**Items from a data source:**
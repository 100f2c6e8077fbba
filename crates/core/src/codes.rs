//! Fixed code → display tables for coded values.
//!
//! Each resource module declares its own tables as constants; mappers
//! take displays from them rather than computing them.

use crate::datatypes::{CodeableConcept, Coding};

/// Terminology system URLs shared by several resources
pub mod systems {
    pub const SNOMED: &str = "http://snomed.info/sct";
    pub const RXNORM: &str = "http://www.nlm.nih.gov/research/umls/rxnorm";
    pub const ACT_CODE: &str = "http://terminology.hl7.org/CodeSystem/v3-ActCode";
    pub const ROLE_CODE: &str = "http://terminology.hl7.org/CodeSystem/v3-RoleCode";
    pub const MARITAL_STATUS: &str = "http://terminology.hl7.org/CodeSystem/v3-MaritalStatus";
    pub const IDENTIFIER_TYPE: &str = "http://terminology.hl7.org/CodeSystem/v2-0203";
    pub const APPOINTMENT_TYPE: &str = "http://terminology.hl7.org/CodeSystem/v2-0276";
    pub const ROUTE: &str = "http://standardterms.edqm.eu";
}

/// Code system plus its code → display entries
#[derive(Debug, Clone, Copy)]
pub struct CodeTable {
    pub system: &'static str,
    pub entries: &'static [(&'static str, &'static str)],
}

impl CodeTable {
    pub const fn new(system: &'static str, entries: &'static [(&'static str, &'static str)]) -> Self {
        Self { system, entries }
    }

    /// Display for a code
    pub fn display(&self, code: &str) -> Option<&'static str> {
        self.entries
            .iter()
            .find(|(c, _)| *c == code)
            .map(|(_, display)| *display)
    }

    /// Code for a display (case-insensitive)
    pub fn code_for(&self, display: &str) -> Option<&'static str> {
        self.entries
            .iter()
            .find(|(_, d)| d.eq_ignore_ascii_case(display.trim()))
            .map(|(code, _)| *code)
    }

    pub fn contains(&self, code: &str) -> bool {
        self.display(code).is_some()
    }

    /// All codes in table order
    pub fn codes(&self) -> impl Iterator<Item = &'static str> {
        self.entries.iter().map(|(code, _)| *code)
    }

    /// Coding for `code` with this table's system and display
    pub fn coding(&self, code: &str) -> Coding {
        Coding {
            system: Some(self.system.to_string()),
            code: Some(code.to_string()),
            display: self.display(code).map(str::to_string),
        }
    }

    /// Single-coding concept for `code`
    pub fn concept(&self, code: &str) -> CodeableConcept {
        CodeableConcept {
            coding: vec![self.coding(code)],
            text: None,
        }
    }

    /// Concept for `code`, or for `default` when `code` is empty
    pub fn concept_or(&self, code: &str, default: &str) -> CodeableConcept {
        let code = code.trim();
        self.concept(if code.is_empty() { default } else { code })
    }

    /// Concept for `code`, or `None` when `code` is empty
    pub fn optional_concept(&self, code: &str) -> Option<CodeableConcept> {
        let code = code.trim();
        (!code.is_empty()).then(|| self.concept(code))
    }
}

**TASK:**
Copy the records above exactly, please, but only from the first line through the line containing "pub const ACT_CODE: &str".

**EXERCISE OUTPUT:**
repository 100f2c6e8077fbba
filename crates/core/src/codes.rs
//! Fixed code → display tables for coded values.
//!
//! Each resource module declares its own tables as constants; mappers
//! take displays from them rather than computing them.

use crate::datatypes::{CodeableConcept, Coding};

/// Terminology system URLs shared by several resources
pub mod systems {
    pub const SNOMED: &str = "http://snomed.info/sct";
    pub const RXNORM: &str = "http://www.nlm.nih.gov/research/umls/rxnorm";
    pub const ACT_CODE: &str = "http://terminology.hl7.org/CodeSystem/v3-ActCode";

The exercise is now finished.